Court Opinion

ID: 9827867
Source: CourtListenerOpinion
Date Created: 2023-09-01 17:54:04.365254+00
Date Added: 2024-06-11T07:41:20.784660
License: Public Domain

On Motion for Rehearing.
In its motion for rehearing, appellant earnestly insists that the original opinion in this ease is in error in holding that the record before us raised the issue of legal fraud in respect to the'determination by its governing body of the fact that appellant had the requisite population of more than 2,000 when the rate making ordinance in. question was enacted, because appellee’s pleading did not raise such issue. It is true that there was no specific pleading by appellee presenting such issue, and the original opinion so holds. A re-examination of the pleadings of both appellant and appellee, however, convinces us that the facts necessary to raise such an issue are alleged. The first paragraph of appellant’s petition contains the following allegation: “That the plaintiff at the time of the purchase of the municipal p[ant, as hereinafter set out, and the adoption of the rate ordinance, hereinafter mentioned, the city had a population of over 2,000 as determined by the next preceding Federal census.” This is the only allegation in the petition in respect to appellant’s population at the time the rate making ordinance was enacted. This allegation is capable of no construction other than that of an admission by appellant that its governing body determined the existence of the necessary population of the city alone from the fact that the 1920 census report showed the existence of the required population to give it the statutory right to exercise the rate-making power. Appellant’s attorney, in the motion for rehearing, adopts such construction in-his argument in respect to the issue of legal fraud. This argument in part is: “His petition (the petition drawn by the attorney) disclosed that he plead the evidence upon which the population was determined, viz., the 1920 Federal census returns, being the last official published census rendered within the purview of Holcomb v. Spikes (Tex. Civ. App.) 232 S. W. 891.”

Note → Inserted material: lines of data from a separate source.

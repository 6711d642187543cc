//! Async channel bridge between the completion context and event consumers
//!
//! Completion callbacks run on USB worker threads and must never block, so
//! the sink side only ever uses `try_send`. The consumer side can be awaited
//! from Tokio or drained from a plain thread.

use async_channel::{Receiver, Sender, TrySendError, bounded};
use protocol::{Axis, Button, InputEvent, InputFrame};
use std::collections::HashMap;
use std::sync::Mutex;
use std::sync::atomic::{AtomicU64, Ordering};
use tracing::{debug, trace, warn};

use crate::sink::EventSink;

/// Default number of frames buffered between sink and consumer
pub const DEFAULT_QUEUE_CAPACITY: usize = 256;

#[derive(Default)]
struct FrameState {
    /// Events collected since the last flush
    pending: Vec<InputEvent>,
    /// Button states of delivered frames; absent means released
    buttons: HashMap<Button, bool>,
    /// Axis values of delivered frames; absent means never reported
    axes: HashMap<Axis, i32>,
    /// Changes in `pending`, committed once the frame is queued
    staged_buttons: HashMap<Button, bool>,
    staged_axes: HashMap<Axis, i32>,
    next_seq: u64,
}

impl FrameState {
    fn button(&self, button: Button) -> bool {
        self.staged_buttons
            .get(&button)
            .or_else(|| self.buttons.get(&button))
            .copied()
            .unwrap_or(false)
    }

    fn axis(&self, axis: Axis) -> Option<i32> {
        self.staged_axes
            .get(&axis)
            .or_else(|| self.axes.get(&axis))
            .copied()
    }

    fn commit(&mut self) {
        self.buttons.extend(self.staged_buttons.drain());
        self.axes.extend(self.staged_axes.drain());
    }

    fn discard(&mut self) {
        self.staged_buttons.clear();
        self.staged_axes.clear();
    }
}

/// Sink half of the bridge
///
/// Forwards only values that differ from what the consumer has been sent and
/// delivers them as one [`InputFrame`] per flush. A frame that does not fit
/// in the queue is dropped; its sequence number is skipped so consumers can
/// notice the gap, and its changes are forwarded again by the next report
/// that still carries them.
pub struct ChannelSink {
    frame_tx: Sender<InputFrame>,
    state: Mutex<FrameState>,
    dropped: AtomicU64,
}

impl ChannelSink {
    /// Number of frames dropped because the queue was full
    pub fn dropped_frames(&self) -> u64 {
        self.dropped.load(Ordering::Relaxed)
    }

    fn state(&self) -> std::sync::MutexGuard<'_, FrameState> {
        self.state.lock().unwrap_or_else(|e| e.into_inner())
    }
}

impl EventSink for ChannelSink {
    fn publish_button(&self, button: Button, pressed: bool) {
        let mut state = self.state();
        if state.button(button) != pressed {
            state.staged_buttons.insert(button, pressed);
            state.pending.push(InputEvent::Button { button, pressed });
        }
    }

    fn publish_axis(&self, axis: Axis, value: i32) {
        let mut state = self.state();
        if state.axis(axis) != Some(value) {
            state.staged_axes.insert(axis, value);
            state.pending.push(InputEvent::Axis { axis, value });
        }
    }

    fn flush_frame(&self) {
        let mut state = self.state();
        if state.pending.is_empty() {
            return;
        }

        let frame = InputFrame {
            seq: state.next_seq,
            timestamp_us: now_us(),
            events: std::mem::take(&mut state.pending),
        };
        state.next_seq += 1;

        match self.frame_tx.try_send(frame) {
            Ok(()) => {
                state.commit();
                trace!("Queued input frame seq={}", state.next_seq - 1);
            }
            Err(TrySendError::Full(frame)) => {
                state.discard();
                let total = self.dropped.fetch_add(1, Ordering::Relaxed) + 1;
                warn!(
                    "Event queue full, dropped frame seq={} with {} events (total dropped: {})",
                    frame.seq,
                    frame.events.len(),
                    total
                );
            }
            Err(TrySendError::Closed(frame)) => {
                state.discard();
                debug!("Event consumer gone, discarding frame seq={}", frame.seq);
            }
        }
    }
}

/// Consumer half of the bridge
#[derive(Clone)]
pub struct EventStream {
    frame_rx: Receiver<InputFrame>,
}

impl EventStream {
    /// Wait for the next frame
    pub async fn recv_frame(&self) -> crate::Result<InputFrame> {
        self.frame_rx
            .recv()
            .await
            .map_err(|e| crate::Error::Channel(e.to_string()))
    }

    /// Wait for the next frame, blocking the current thread
    pub fn recv_frame_blocking(&self) -> crate::Result<InputFrame> {
        self.frame_rx
            .recv_blocking()
            .map_err(|e| crate::Error::Channel(e.to_string()))
    }

    /// Take a frame if one is queued
    pub fn try_recv_frame(&self) -> Option<InputFrame> {
        self.frame_rx.try_recv().ok()
    }

    /// Number of frames waiting
    pub fn len(&self) -> usize {
        self.frame_rx.len()
    }

    pub fn is_empty(&self) -> bool {
        self.frame_rx.is_empty()
    }
}

/// Create the bridge between the completion context and a consumer
///
/// Returns (ChannelSink for the driver, EventStream for the consumer)
pub fn create_event_bridge(capacity: usize) -> (ChannelSink, EventStream) {
    let (frame_tx, frame_rx) = bounded(capacity.max(1));

    (
        ChannelSink {
            frame_tx,
            state: Mutex::new(FrameState::default()),
            dropped: AtomicU64::new(0),
        },
        EventStream { frame_rx },
    )
}

fn now_us() -> u64 {
    std::time::SystemTime::now()
        .duration_since(std::time::UNIX_EPOCH)
        .map(|d| d.as_micros() as u64)
        .unwrap_or(0)
}
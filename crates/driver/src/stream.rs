//! Interrupt stream driver
//!
//! Keeps exactly one read outstanding on the interrupt IN endpoint. Every
//! completion except a timeout or a teardown status resubmits the read from
//! the completion context, so the stream runs until it is cancelled or the
//! device goes away.

use common::{AllocMode, Completion, SubmitError, TransferRequest, TransferSlot, Transport};
use protocol::{Classification, InterruptReport, classify};
use std::sync::Arc;
use std::sync::atomic::{AtomicBool, Ordering};
use tracing::{debug, error, trace, warn};

use crate::log_submit_error;
use crate::publish::Publisher;
use crate::stats::{Counters, TransferStats};
use crate::usb::InterruptEndpoint;

struct StreamShared {
    transport: Arc<dyn Transport>,
    publisher: Arc<Publisher>,
    endpoint: InterruptEndpoint,
    /// A read is outstanding
    armed: AtomicBool,
    counters: Counters,
}

/// Continuous reader of the interrupt endpoint
pub struct InterruptStream {
    shared: Arc<StreamShared>,
}

impl InterruptStream {
    pub fn new(
        transport: Arc<dyn Transport>,
        publisher: Arc<Publisher>,
        endpoint: InterruptEndpoint,
    ) -> Self {
        Self {
            shared: Arc::new(StreamShared {
                transport,
                publisher,
                endpoint,
                armed: AtomicBool::new(false),
                counters: Counters::default(),
            }),
        }
    }

    /// Submit the first read
    pub fn arm(&self, alloc: AllocMode) -> Result<(), SubmitError> {
        self.shared.submit(alloc)
    }

    /// Cancel the outstanding read and wait until its callback has finished
    pub fn cancel(&self) {
        self.shared.transport.cancel(TransferSlot::Interrupt);
        self.shared.armed.store(false, Ordering::SeqCst);
    }

    pub fn is_armed(&self) -> bool {
        self.shared.armed.load(Ordering::SeqCst)
    }

    pub fn endpoint(&self) -> InterruptEndpoint {
        self.shared.endpoint
    }

    pub fn stats(&self) -> TransferStats {
        self.shared.counters.snapshot()
    }
}

impl StreamShared {
    fn submit(self: &Arc<Self>, alloc: AllocMode) -> Result<(), SubmitError> {
        let request = TransferRequest::Interrupt {
            endpoint: self.endpoint.address,
            length: self.endpoint.read_len(),
        };
        let shared = Arc::clone(self);

        // The completion may run before submit returns
        self.armed.store(true, Ordering::SeqCst);
        let result = self.transport.submit(
            TransferSlot::Interrupt,
            request,
            alloc,
            Box::new(move |completion| shared.on_complete(completion)),
        );
        if result.is_err() {
            self.armed.store(false, Ordering::SeqCst);
        }
        result
    }

    fn on_complete(self: Arc<Self>, completion: Completion) {
        let classification = classify(completion.status);
        self.counters.record_completion(classification);

        match classification {
            Classification::Success => match InterruptReport::decode(&completion.data) {
                Ok(report) => {
                    trace!("Interrupt report: {:?}", report);
                    self.publisher.interrupt(&report);
                    self.counters.record_report();
                }
                Err(e) => {
                    warn!("Dropping interrupt report: {}", e);
                    self.counters.record_length_mismatch();
                }
            },
            Classification::TransientTimeout => {
                warn!("Interrupt read timed out, stream stalled until re-armed");
                self.armed.store(false, Ordering::SeqCst);
                return;
            }
            Classification::Terminated => {
                debug!("Interrupt stream terminated: {:?}", completion.status);
                self.armed.store(false, Ordering::SeqCst);
                return;
            }
            Classification::ProtocolStall => {
                warn!("Interrupt endpoint stalled, resubmitting");
            }
            Classification::Unexpected => {
                error!("Interrupt transfer failed: {:?}", completion.status);
            }
        }

        if let Err(e) = self.submit(AllocMode::NoWait) {
            self.counters.record_submit_failure();
            log_submit_error("interrupt resubmit", &e);
        }
    }
}

#[cfg(test)]
mod tests {
    use super::*;
    use crate::config::MappingSettings;
    use common::test_utils::{MockTransport, RecordingSink, SinkCall};
    use protocol::{Axis, TransferStatus};

    fn stream_with_maxp(
        max_packet_size: u16,
    ) -> (InterruptStream, Arc<MockTransport>, Arc<RecordingSink>) {
        let transport = Arc::new(MockTransport::new());
        let sink = Arc::new(RecordingSink::new());
        let publisher = Arc::new(Publisher::new(sink.clone(), MappingSettings::default()));
        let endpoint = InterruptEndpoint {
            address: 0x81,
            max_packet_size,
            interval: 10,
        };
        let stream = InterruptStream::new(transport.clone(), publisher, endpoint);
        (stream, transport, sink)
    }

    fn stream() -> (InterruptStream, Arc<MockTransport>, Arc<RecordingSink>) {
        stream_with_maxp(8)
    }

    #[test]
    fn test_arm_submits_one_read() {
        let (stream, transport, _) = stream();
        stream.arm(AllocMode::MayBlock).unwrap();

        assert!(stream.is_armed());
        let submission = transport.last_submission(TransferSlot::Interrupt).unwrap();
        assert_eq!(
            submission.request,
            TransferRequest::Interrupt {
                endpoint: 0x81,
                length: 8
            }
        );
        assert_eq!(submission.alloc, AllocMode::MayBlock);
    }

    #[test]
    fn test_success_publishes_and_resubmits_without_blocking() {
        let (stream, transport, sink) = stream();
        stream.arm(AllocMode::MayBlock).unwrap();

        transport.complete(
            TransferSlot::Interrupt,
            Completion::completed(vec![1, 2, 3, 4, 5, 6, 0xFF, 0xFF]),
        );

        assert_eq!(sink.axis_value(Axis::Throttle), Some(6));
        assert_eq!(sink.flush_count(), 1);
        assert!(transport.is_pending(TransferSlot::Interrupt));
        let resubmit = transport.last_submission(TransferSlot::Interrupt).unwrap();
        assert_eq!(resubmit.alloc, AllocMode::NoWait);
        assert_eq!(stream.stats().reports, 1);
    }

    #[test]
    fn test_length_mismatch_is_dropped_but_resubmits() {
        let (stream, transport, sink) = stream();
        stream.arm(AllocMode::MayBlock).unwrap();

        transport.complete(TransferSlot::Interrupt, Completion::completed(vec![0; 5]));

        assert!(sink.calls().is_empty());
        assert!(transport.is_pending(TransferSlot::Interrupt));
        assert_eq!(stream.stats().length_mismatches, 1);
    }

    #[test]
    fn test_reads_whole_packet_and_rejects_long_report() {
        let (stream, transport, sink) = stream_with_maxp(64);
        stream.arm(AllocMode::MayBlock).unwrap();

        let submission = transport.last_submission(TransferSlot::Interrupt).unwrap();
        assert_eq!(
            submission.request,
            TransferRequest::Interrupt {
                endpoint: 0x81,
                length: 64
            }
        );

        transport.complete(TransferSlot::Interrupt, Completion::completed(vec![0; 9]));

        assert!(sink.calls().is_empty());
        assert!(transport.is_pending(TransferSlot::Interrupt));
        let stats = stream.stats();
        assert_eq!(stats.length_mismatches, 1);
        assert_eq!(stats.errors, 0);
    }

    #[test]
    fn test_stall_and_unexpected_resubmit() {
        let (stream, transport, sink) = stream();
        stream.arm(AllocMode::MayBlock).unwrap();

        transport.complete_with_status(TransferSlot::Interrupt, TransferStatus::Stall);
        assert!(transport.is_pending(TransferSlot::Interrupt));
        transport.complete_with_status(TransferSlot::Interrupt, TransferStatus::Other(-71));
        assert!(transport.is_pending(TransferSlot::Interrupt));

        assert!(!sink.calls().contains(&SinkCall::Flush));
        let stats = stream.stats();
        assert_eq!(stats.stalls, 1);
        assert_eq!(stats.errors, 1);
        assert_eq!(transport.submissions_for(TransferSlot::Interrupt).len(), 3);
    }

    #[test]
    fn test_timeout_and_termination_disarm() {
        for status in [
            TransferStatus::TimedOut,
            TransferStatus::Cancelled,
            TransferStatus::Shutdown,
            TransferStatus::NoDevice,
        ] {
            let (stream, transport, _) = stream();
            stream.arm(AllocMode::MayBlock).unwrap();

            transport.complete_with_status(TransferSlot::Interrupt, status);

            assert!(!transport.is_pending(TransferSlot::Interrupt), "{:?}", status);
            assert!(!stream.is_armed(), "{:?}", status);
        }
    }

    #[test]
    fn test_failed_resubmit_disarms() {
        let (stream, transport, _) = stream();
        stream.arm(AllocMode::MayBlock).unwrap();
        transport.fail_next_submit(TransferSlot::Interrupt, SubmitError::NoMemory);

        transport.complete(TransferSlot::Interrupt, Completion::completed(vec![0; 8]));

        assert!(!stream.is_armed());
        assert_eq!(stream.stats().submit_failures, 1);
    }

    #[test]
    fn test_cancel_leaves_nothing_in_flight() {
        let (stream, transport, _) = stream();
        stream.arm(AllocMode::MayBlock).unwrap();

        stream.cancel();
        stream.cancel();

        assert_eq!(transport.in_flight(), 0);
        assert!(!stream.is_armed());
    }
}
//! USB backend
//!
//! Runs the polling engine against a real flightstick through rusb. Transfers
//! are blocking rusb calls made on dedicated worker threads so neither the
//! Tokio runtime nor the other transfer slot is ever blocked by them.

pub mod device;
pub mod transfers;
pub mod transport;

pub use device::{DeviceSummary, FlightstickDevice, InterruptEndpoint, OpenError};
pub use transfers::{TransferTimeouts, map_rusb_status};
pub use transport::UsbTransport;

In its answer and motion to dissolve, appel-lee’s pleading contained this allegation: “Defendants, further answering herein, say that, as a matter of fact, the City of Farmersville did not possess or have, when this suit was instituted, nor at the time said City of Farmers-ville sought by ordinance to regulate the rates and compensation of the light company, a population of as many as 2,000 people.”
This pleading of appellee is in direct response to appellant’s pleading, above quoted, and is in effect a denial of the right of appellant to make .the 1920 census a basis for the *277right to exercise the rate-making power, authorized by statute, to be exercised by cities possessing a population of more than 2,000 at the time a city avails itself of the power of rate making for public utilities. No presumption can be indulged that appellant’s population contained the same, or a greater, number of inhabitants in 1930 than it was shown to contain in 1920. If appellant’s governing body exercised the rate-making power unlawfully, because of the want of the necessary population, and appellee was thereby injuriously affected in its property rights, such unauthorized and unlawful act of appellant’s governing body would constitute legal fraud against appellee, notwithstanding the fact that such governing body honestly, but mistakenly, believed that the matter of the necessary poulation was determined by reference to the 1920 census report. There is nothing in this record to suggest that in passing the ordinance in question appellant’s governing body acted otherwise than in good faith. If there were evidence suggesting to the contrary, then an issue of actual fraud, rather than legal or constructive fraud, would be raised. We are of the opinion that when the pleadings of both parties, on the matter of appellant’s population, are construed together (and it is elementary that pleadings may be so construed), there is sufficient basis in pleading for consideration of the issue of legal-or constructive fraud in the matter of enacting the said ordinance.
We have examined the cases, cited by appellant as being in conflict with this opinion, and conclude that no conflict exists. Most of the cases cited give recognition to the principle announced in this case, to the effect that a trial court does not abuse its discretion in dissolving a temporary writ. of injunction, granted ex parte, in a case in which there is shown to exist a serious controversy as to plaintiff’s right to the relief sought in the suit, and where the refusal to allow the injunction does not destroy the status quo of the subject-matter of the litigation, as same existed at the time plaintiff instituted proceedings to enforce his alleged rights. The motion is overruled.